Auch hier wäre eine pro-aktive Regelung zu bevorzugen. Beispielsweise durch Wiederaufnahme von Home-Office, durch mehr eLearning in Schulen und Universitäten etc. Also durch Reduktion von Verkehr, Verzicht auf Reisen, geringere Auslastung in Zügen und vieles mehr – und das, bevor wir eine zweite Welle überhaupt züchten.

Denn diese Gesetzmäßigkeit sollten wir nicht vergessen: Je später wir darauf reagieren, desto länger und teurer wird es!

Ich befürchte insgesamt, dass wir im Herbst eine größere und längere Aufgabe vor uns haben als im März.
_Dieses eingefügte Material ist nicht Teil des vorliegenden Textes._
//! Reference counts for group values and the branches they gate.

use std::sync::Arc;

use parking_lot::Mutex;
use resonar_core::alloc::HashMap;
use resonar_cooked::GroupValueCookedData;

use super::audio_node::LoadedAudioNode;

#[derive(Debug, Default)]
struct LoadedGroupValueKey {
    /// Nodes holding this group value.
    count: usize,
    /// Attached branches whose condition contains this group value.
    audio_nodes: Vec<Arc<LoadedAudioNode>>,
}

impl LoadedGroupValueKey {
    fn is_held(&self) -> bool {
        self.count > 0
    }

    fn is_unused(&self) -> bool {
        self.count == 0 && self.audio_nodes.is_empty()
    }
}

/// Registry of group values shared by every node in one loader.
///
/// Methods return the branches whose condition changed; the caller has to
/// reconcile them once the registry lock is released. Lock order: the
/// registry before any branch state.
#[derive(Debug, Default)]
pub(crate) struct GroupValueRegistry {
    keys: Mutex<HashMap<GroupValueCookedData, LoadedGroupValueKey>>,
}

impl GroupValueRegistry {
    pub(crate) fn new() -> Self {
        Self::default()
    }

    /// Add a holder to `value`.
    ///
    /// Every holder gets the gated branches back, so its load only completes
    /// once those branches have settled.
    pub(crate) fn load(&self, value: &GroupValueCookedData) -> Vec<Arc<LoadedAudioNode>> {
        let mut keys = self.keys.lock();
        let key = keys.entry(value.clone()).or_default();
        key.count += 1;
        if key.count == 1 {
            tracing::trace!(
                "{} now held, {} branches affected",
                value.debug_string(),
                key.audio_nodes.len()
            );
            for node in &key.audio_nodes {
                node.state.lock().loaded_group_values.insert(value.clone());
            }
        }
        key.audio_nodes.clone()
    }

    /// Drop a holder from `value`.
    pub(crate) fn unload(&self, value: &GroupValueCookedData) -> Vec<Arc<LoadedAudioNode>> {
        let mut keys = self.keys.lock();
        let Some(key) = keys.get_mut(value).filter(|key| key.is_held()) else {
            tracing::error!("{} unloaded without a holder", value.debug_string());
            return Vec::new();
        };
        key.count -= 1;
        if key.is_held() {
            return Vec::new();
        }

        for node in &key.audio_nodes {
            node.state.lock().loaded_group_values.remove(value);
        }
        let affected = key.audio_nodes.clone();
        if key.is_unused() {
            keys.remove(value);
        }
        affected
    }

    /// Start tracking `node`'s condition and mark it attached.
    pub(crate) fn attach(&self, node: &Arc<LoadedAudioNode>) {
        let mut keys = self.keys.lock();
        let mut state = node.state.lock();
        state.attached = true;
        for value in node.condition.iter() {
            let key = keys.entry(value.clone()).or_default();
            key.audio_nodes.push(node.clone());
            if key.is_held() {
                state.loaded_group_values.insert(value.clone());
            }
        }
    }

    /// Stop tracking `node` and mark it detached.
    pub(crate) fn detach(&self, node: &Arc<LoadedAudioNode>) {
        let mut keys = self.keys.lock();
        let mut state = node.state.lock();
        state.attached = false;
        for value in node.condition.iter() {
            if let Some(key) = keys.get_mut(value) {
                key.audio_nodes.retain(|other| !Arc::ptr_eq(other, node));
                if key.is_unused() {
                    keys.remove(value);
                }
            }
            state.loaded_group_values.remove(value);
        }
    }

    pub(crate) fn holders(&self, value: &GroupValueCookedData) -> usize {
        self.keys.lock().get(value).map_or(0, |key| key.count)
    }

    pub(crate) fn is_empty(&self) -> bool {
        self.keys.lock().is_empty()
    }
}

#[cfg(test)]
mod tests {
    use super::*;
    use resonar_cooked::AudioNodeCookedData;

    fn gated(value: &GroupValueCookedData) -> Arc<LoadedAudioNode> {
        LoadedAudioNode::new(
            [value.clone()].into_iter().collect(),
            AudioNodeCookedData::new(3, "gated"),
        )
    }

    #[test]
    fn test_every_holder_waits_for_gated_branches() {
        let registry = GroupValueRegistry::new();
        let value = GroupValueCookedData::switch(1, 2);
        let node = gated(&value);
        registry.attach(&node);

        assert_eq!(registry.load(&value).len(), 1);
        assert_eq!(registry.load(&value).len(), 1);
        assert_eq!(registry.holders(&value), 2);
        assert!(node.wanted(&node.state.lock()));

        assert!(registry.unload(&value).is_empty());
        assert_eq!(registry.unload(&value).len(), 1);
        assert!(!node.wanted(&node.state.lock()));

        registry.detach(&node);
        assert!(registry.is_empty());
    }

    #[test]
    fn test_attach_after_load_sees_held_value() {
        let registry = GroupValueRegistry::new();
        let value = GroupValueCookedData::state(4, 5);
        assert!(registry.load(&value).is_empty());
        assert!(registry.load(&value).is_empty());

        let node = gated(&value);
        registry.attach(&node);
        assert!(node.wanted(&node.state.lock()));

        registry.detach(&node);
        assert!(!registry.is_empty());
        registry.unload(&value);
        registry.unload(&value);
        assert!(registry.is_empty());
    }

    #[test]
    fn test_unbalanced_unload_is_ignored() {
        let registry = GroupValueRegistry::new();
        let value = GroupValueCookedData::switch(8, 8);
        assert!(registry.unload(&value).is_empty());
        assert!(registry.is_empty());
    }
}
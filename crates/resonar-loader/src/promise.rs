//! One-shot promise/completion pairs.
//!
//! A [`Promise`] is fulfilled exactly once, from any thread. Its
//! [`Completion`] can be awaited, blocked on with [`Completion::wait`], or
//! given a continuation with [`Completion::then`], which runs on whichever
//! thread fulfils the promise.
//!
//! Dropping an unfulfilled promise resolves the completion with
//! `T::default()`, so a waiter is never left hanging when a task is torn
//! down.

use std::fmt;
use std::future::Future;
use std::pin::Pin;
use std::sync::Arc;
use std::sync::atomic::{AtomicUsize, Ordering};
use std::task::{Context, Poll, Waker};

use parking_lot::Mutex;

type Continuation<T> = Box<dyn FnOnce(T) + Send>;

enum Slot<T> {
    Pending {
        waker: Option<Waker>,
        continuation: Option<Continuation<T>>,
    },
    Ready(T),
    Taken,
}

struct Shared<T> {
    slot: Mutex<Slot<T>>,
}

/// Create a connected promise and completion.
pub fn channel<T>() -> (Promise<T>, Completion<T>)
where
    T: Default + Send + 'static,
{
    let shared = Arc::new(Shared {
        slot: Mutex::new(Slot::Pending {
            waker: None,
            continuation: None,
        }),
    });
    (
        Promise {
            shared: Some(shared.clone()),
        },
        Completion { shared },
    )
}

/// The producing half.
pub struct Promise<T: Default + Send + 'static> {
    shared: Option<Arc<Shared<T>>>,
}

impl<T: Default + Send + 'static> Promise<T> {
    pub fn fulfill(mut self, value: T) {
        if let Some(shared) = self.shared.take() {
            resolve(&shared, value);
        }
    }
}

impl<T: Default + Send + 'static> Drop for Promise<T> {
    fn drop(&mut self) {
        if let Some(shared) = self.shared.take() {
            tracing::warn!("Promise dropped without a value, resolving with the default");
            resolve(&shared, T::default());
        }
    }
}

impl<T: Default + Send + 'static> fmt::Debug for Promise<T> {
    fn fmt(&self, f: &mut fmt::Formatter<'_>) -> fmt::Result {
        f.debug_struct("Promise")
            .field("fulfilled", &self.shared.is_none())
            .finish()
    }
}

fn resolve<T>(shared: &Shared<T>, value: T) {
    let mut slot = shared.slot.lock();
    match std::mem::replace(&mut *slot, Slot::Taken) {
        Slot::Pending {
            continuation: Some(continuation),
            ..
        } => {
            drop(slot);
            continuation(value);
        }
        Slot::Pending { waker, .. } => {
            *slot = Slot::Ready(value);
            drop(slot);
            if let Some(waker) = waker {
                waker.wake();
            }
        }
        other => {
            *slot = other;
            tracing::error!("Promise resolved twice");
        }
    }
}

/// The consuming half. Implements [`Future`].
#[must_use = "a completion does nothing unless awaited, waited on or given a continuation"]
pub struct Completion<T> {
    shared: Arc<Shared<T>>,
}

impl<T: Default + Send + 'static> Completion<T> {
    /// A completion that is already resolved.
    pub fn ready(value: T) -> Self {
        let (promise, completion) = channel();
        promise.fulfill(value);
        completion
    }

    pub fn is_ready(&self) -> bool {
        matches!(*self.shared.slot.lock(), Slot::Ready(_))
    }

    /// Run `f` with the value once it is available.
    ///
    /// If the value is already there, `f` runs immediately on this thread.
    pub fn then(self, f: impl FnOnce(T) + Send + 'static) {
        let mut slot = self.shared.slot.lock();
        match std::mem::replace(&mut *slot, Slot::Taken) {
            Slot::Ready(value) => {
                drop(slot);
                f(value);
            }
            Slot::Pending { .. } => {
                *slot = Slot::Pending {
                    waker: None,
                    continuation: Some(Box::new(f)),
                };
            }
            Slot::Taken => {
                tracing::error!("Completion consumed twice");
            }
        }
    }

    /// A completion resolving to `f(value)`.
    pub fn map<U>(self, f: impl FnOnce(T) -> U + Send + 'static) -> Completion<U>
    where
        U: Default + Send + 'static,
    {
        let (promise, completion) = channel();
        self.then(move |value| promise.fulfill(f(value)));
        completion
    }

    /// Block the current thread until the value is available.
    ///
    /// Never call this from a loader worker thread.
    pub fn wait(self) -> T {
        futures_lite::future::block_on(self)
    }
}

impl<T> Future for Completion<T> {
    type Output = T;

    fn poll(self: Pin<&mut Self>, cx: &mut Context<'_>) -> Poll<T> {
        let mut slot = self.shared.slot.lock();
        match std::mem::replace(&mut *slot, Slot::Taken) {
            Slot::Ready(value) => Poll::Ready(value),
            Slot::Pending { continuation, .. } => {
                *slot = Slot::Pending {
                    waker: Some(cx.waker().clone()),
                    continuation,
                };
                Poll::Pending
            }
            Slot::Taken => panic!("Completion polled after it resolved"),
        }
    }
}

impl<T> fmt::Debug for Completion<T> {
    fn fmt(&self, f: &mut fmt::Formatter<'_>) -> fmt::Result {
        let state = match *self.shared.slot.lock() {
            Slot::Pending { .. } => "pending",
            Slot::Ready(_) => "ready",
            Slot::Taken => "taken",
        };
        f.debug_struct("Completion").field("state", &state).finish()
    }
}

/// Wait for every completion in `completions`, in order.
pub async fn join_all<T>(completions: Vec<Completion<T>>) -> Vec<T> {
    let mut values = Vec::with_capacity(completions.len());
    for completion in completions {
        values.push(completion.await);
    }
    values
}

/// A completion that resolves once every completion in `completions` has.
pub fn when_all(completions: Vec<Completion<()>>) -> Completion<()> {
    let (promise, completion) = channel();
    if completions.is_empty() {
        promise.fulfill(());
        return completion;
    }
    let remaining = Arc::new(AtomicUsize::new(completions.len()));
    let promise = Arc::new(Mutex::new(Some(promise)));
    for pending in completions {
        let remaining = remaining.clone();
        let promise = promise.clone();
        pending.then(move |()| {
            if remaining.fetch_sub(1, Ordering::AcqRel) == 1 {
                if let Some(promise) = promise.lock().take() {
                    promise.fulfill(());
                }
            }
        });
    }
    completion
}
Ich sehe zugleich leider nicht, dass in der Politik oder in der Bevölkerung die dafür erforderliche Aufmerksamkeit herrscht. Die jetzt mögliche Entspannung – die sich zudem erst noch als stabil zeigen muss – sollten wir ganz sicher auch genießen, um wieder mehr zu leben, wir sollten diese Zeit aber auch unbedingt nutzen, uns auf die hoffentlich letzte Runde mit der Seuche bestens vorzubereiten.

Sonst wären wir genau so unwissend und hilflos wie die Menschen vor 100 Jahren. Die hatten aber einen Weltkrieg zu bewältigen – und sie hatten keine so weit entwickelte Wissenschaft. Welche Ausreden sollten wir haben, wenn wir nach der insbesondere in Deutschland sehr moderat verlaufenen ersten Welle in Runde zwei versagen sollten?